Maughan: After a workout, the muscles will reconfigure for hours or days after training. So we want to keep the proteins we do want and remove the proteins we don’t, and that comes from selecting specific protein food sources for different sports and athletes. They also need sufficient carbs for liver health, a good water/salt balance, and so on. Most athletes will train twice a day, so a quick recovery after a training session is needed in order to train again. Now for the day of an event, everything is about the performance, you can forgo the larger health factors. And once you have your gold medal, recovery is not as important, so you can just relax.
How is it working with these Olympic athletes?
Maughan: One of the things that is hard to remember is there isn’t a strong nutrition component to most curriculums. We don’t teach kids much about nutrition. So many athletes have a lack of understanding. Open any sports magazine, and you’ll see health advertisements for wonder solutions. There are risks in using dietary supplements.

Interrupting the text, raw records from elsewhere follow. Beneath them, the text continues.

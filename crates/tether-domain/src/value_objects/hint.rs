//! Argument hints for constructors and methods

use std::fmt;

use super::dependency::Dependency;
use super::instance::Instance;
use crate::error::{Error, Result};
use crate::lang::Type;
use crate::object::Object;

/// How a single formal parameter gets its argument
#[derive(Clone)]
pub enum Hint {
    /// A fixed value
    Constant { value: Object, as_type: Type },
    /// Resolved relative to the injection site's path
    Relative { reference: Instance, as_type: Type },
    /// Resolved exactly as the given dependency
    Absolute { dependency: Dependency, as_type: Type },
}

impl Hint {
    pub fn constant(value: Object, as_type: Type) -> Self {
        Self::Constant { value, as_type }
    }

    pub fn relative_reference_to(reference: Instance) -> Self {
        let as_type = reference.ty.clone();
        Self::Relative { reference, as_type }
    }

    /// The unnamed instance of `ty`
    pub fn relative_reference_to_type(ty: Type) -> Self {
        Self::relative_reference_to(Instance::default_instance_of(ty))
    }

    pub fn absolute_reference_to(dependency: Dependency) -> Self {
        let as_type = dependency.ty().clone();
        Self::Absolute {
            dependency,
            as_type,
        }
    }

    pub fn ty(&self) -> &Type {
        match self {
            Self::Constant { as_type, .. }
            | Self::Relative { as_type, .. }
            | Self::Absolute { as_type, .. } => as_type,
        }
    }

    pub fn is_constant(&self) -> bool {
        matches!(self, Self::Constant { .. })
    }

    /// The instance this hint refers to, if it is a reference
    pub fn reference(&self) -> Option<&Instance> {
        match self {
            Self::Constant { .. } => None,
            Self::Relative { reference, .. } => Some(reference),
            Self::Absolute { dependency, .. } => Some(dependency.instance()),
        }
    }

    /// This hint viewed as one of its supertypes
    pub fn typed(&self, supertype: &Type) -> Result<Self> {
        let as_type = self.ty().to_supertype(supertype)?;
        Ok(match self.clone() {
            Self::Constant { value, .. } => Self::Constant { value, as_type },
            Self::Relative { reference, .. } => Self::Relative { reference, as_type },
            Self::Absolute { dependency, .. } => Self::Absolute {
                dependency,
                as_type,
            },
        })
    }

    /// Assigns `hints` to the parameters they are assignable to
    ///
    /// Each hint takes the first free parameter its type is assignable to.
    /// Parameters left without a hint refer to the unnamed instance of their
    /// type. A hint that fits no parameter makes the declaration inconsistent.
    pub fn match_types(types: &[Type], hints: &[Hint]) -> Result<Vec<Hint>> {
        let mut args: Vec<Option<Hint>> = vec![None; types.len()];
        for hint in hints {
            let index = types
                .iter()
                .zip(&args)
                .position(|(ty, arg)| arg.is_none() && hint.ty().is_assignable_to(ty))
                .ok_or_else(|| {
                    Error::inconsistent(format!("Hint {hint} matches none of the parameters"))
                })?;
            args[index] = Some(hint.clone());
        }
        Ok(args
            .into_iter()
            .zip(types)
            .map(|(arg, ty)| arg.unwrap_or_else(|| Hint::relative_reference_to_type(ty.clone())))
            .collect())
    }
}

impl fmt::Display for Hint {
    fn fmt(&self, f: &mut fmt::Formatter<'_>) -> fmt::Result {
        match self {
            Self::Constant { as_type, .. } => write!(f, "value as {as_type}"),
            Self::Relative { reference, as_type } => write!(f, "ref to {reference} as {as_type}"),
            Self::Absolute {
                dependency,
                as_type,
            } => write!(f, "ref to {dependency} as {as_type}"),
        }
    }
}

impl fmt::Debug for Hint {
    fn fmt(&self, f: &mut fmt::Formatter<'_>) -> fmt::Result {
        write!(f, "Hint({self})")
    }
}
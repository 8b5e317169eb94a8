//! Scope SPI

use crate::error::Result;
use crate::object::Object;
use crate::value_objects::Dependency;

/// Lazily creates a fresh instance
pub trait Provider {
    fn provide(&self) -> Result<Object>;
}

impl<F> Provider for F
where
    F: Fn() -> Result<Object>,
{
    fn provide(&self) -> Result<Object> {
        self()
    }
}

/// A lifecycle and caching policy
///
/// `serial_id` identifies the resource within a container of `resources`
/// resources. A scope calls `provider` at most once per cache slot it
/// defines and returns the cached instance afterwards. Implementations are
/// shared between threads and responsible for their own synchronisation.
pub trait Scope: Send + Sync {
    fn provide(
        &self,
        serial_id: usize,
        resources: usize,
        dependency: &Dependency,
        provider: &dyn Provider,
    ) -> Result<Object>;
}

/// Explicit lifecycle of a thread bound scope context
///
/// Scopes whose contexts are neither per container nor per thread implicitly
/// hand one of these out. Allocating twice on the same thread is a no-op;
/// deallocating discards every instance of the context.
pub trait Controller: Send + Sync {
    fn allocate(&self);

    fn deallocate(&self);

    fn is_allocated(&self) -> bool;
}
//! Per thread instances

use std::cell::RefCell;
use std::collections::HashMap;
use std::sync::atomic::{AtomicUsize, Ordering};
use std::sync::{Arc, Weak};

use tether_domain::error::Result;
use tether_domain::object::Object;
use tether_domain::ports::{Provider, Scope};
use tether_domain::value_objects::Dependency;

static NEXT_SCOPE_ID: AtomicUsize = AtomicUsize::new(0);

/// The instances one [`ThreadScope`] created on the current thread
struct Table {
    owner: Weak<()>,
    instances: HashMap<usize, Object>,
}

thread_local! {
    static TABLES: RefCell<HashMap<usize, Table>> = RefCell::new(HashMap::new());
}

/// One instance per resource and thread
///
/// Instances are stored with the thread and dropped when it exits. A pooled
/// thread keeps its instances from one task to the next. Tables of scopes
/// that no longer exist are pruned the next time the thread stores an
/// instance.
pub struct ThreadScope {
    id: usize,
    alive: Arc<()>,
}

impl ThreadScope {
    pub fn new() -> Self {
        Self {
            id: NEXT_SCOPE_ID.fetch_add(1, Ordering::Relaxed),
            alive: Arc::new(()),
        }
    }

    /// Number of instances created on the current thread
    pub fn created(&self) -> usize {
        TABLES.with(|tables| {
            tables
                .borrow()
                .get(&self.id)
                .map_or(0, |table| table.instances.len())
        })
    }

    fn existing(&self, serial_id: usize) -> Option<Object> {
        TABLES.with(|tables| {
            tables
                .borrow()
                .get(&self.id)
                .and_then(|table| table.instances.get(&serial_id).cloned())
        })
    }

    fn store(&self, serial_id: usize, created: Object) -> Object {
        let (stored, stale) = TABLES.with(|tables| {
            let mut tables = tables.borrow_mut();
            let stale: Vec<Table> = tables
                .extract_if(|_, table| table.owner.strong_count() == 0)
                .map(|(_, table)| table)
                .collect();
            let table = tables.entry(self.id).or_insert_with(|| Table {
                owner: Arc::downgrade(&self.alive),
                instances: HashMap::new(),
            });
            let stored = Arc::clone(table.instances.entry(serial_id).or_insert(created));
            (stored, stale)
        });
        // Instances may resolve from the container while being dropped
        drop(stale);
        stored
    }
}

impl Default for ThreadScope {
    fn default() -> Self {
        Self::new()
    }
}

impl Scope for ThreadScope {
    fn provide(
        &self,
        serial_id: usize,
        _resources: usize,
        _dependency: &Dependency,
        provider: &dyn Provider,
    ) -> Result<Object> {
        if let Some(existing) = self.existing(serial_id) {
            return Ok(existing);
        }
        // The provider may resolve further thread scoped resources, so the
        // table is not borrowed while it runs.
        let created = provider.provide()?;
        Ok(self.store(serial_id, created))
    }
}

They can be bad in health, bad for performance, can contain drugs that could cause an athlete to fail doping tests.
Team USA suggests this Curried Sweet Potato Quinoa as a great lunch choice. (Photo by Leigh Anne Tiffany/PBS NewsHour)
Vitamins and other supplements can cause athletes to fail doping tests?
Maughan: Oh definitely. There have been a number of tested positives that almost certainly came from dietary supplements. Foods can cause false positives too, meat in particular. At the Under-17 World Cup in Mexico, dozens of players tested positive for clenbuterol [a banned drug known for increasing lean muscle growth, but found in some meat products]. You see the headlines in the newspaper seeing an athlete failed a drug test — some high-profile cases where the athlete was just ignorant or careless — and people think they are a liar. It’s not made clear to the public who cheated and who made a mistake. And proving 100 percent definitively what caused the positive result is difficult. There are a lot of things out there for the athlete to worry about. They have races to run, implements to throw, games to play.
What’s the hardest thing about working with Olympians?
Maughan: Sometimes the enjoyment is taken out of eating. A lot of times an athlete needs to eat when they are not hungry, or not eat when they are hungry in order to meet nutrition and body competition goals. Athletes in weight category sports, like boxing and judo, may need to restrict their eating in order to meet weight, even when they are training a hard amount. A rower needs to eat a ton since their training includes weight lifting, running and three hours on the water, so they eat a lot to keep going even when they aren’t hungry. If you’re a gymnast training five hours a day with mainly technical exercises, you may not be able to eat as much as you want.
Team USA has a 30-minute Spaghetti and Meatballs recipe that is a perfect quick dinner option. (Photo by Leigh Anne Tiffany/PBS NewsHour)
What about nutrition for the everyday athlete?
Maughan: Nutrition is important for everybody. What we eat affects how we feel, how we perform. Eating plays a role in our daily lives. We eat several times a day, it brings people together, friends, family. And for an athlete, it doesn’t make sense to train hard and then throw away the benefits of proper nutrition. Though athletes at the Olympic level train hard, so they have room to eat a lot of different things. A marathon runner who needs 5,000 calories a day can eat a couple of chocolate bars or a glass of wine and still be able to eat the food that give them the nutrition they need. For someone not training so hard, there might not be that room. But while we should give thought to the food we eat, we should not be too fixated with food.
What do you wish people knew about Olympic athletes?
Maughan: Olympians eat the same food as normal people, they just need to be a bit more careful. They represent the extremes of body shape, body size, body performance, but they don’t live the life of an extremist. They’ll still go out to burger chains, they just won’t do it twice a day every day.
Team USA offers this Vegan Peanut Butter Mousse as a sweet dessert that also aids performance. (Photo by Leigh Anne Tiffany/PBS NewsHour)
Responses have been edited for clarity purposes.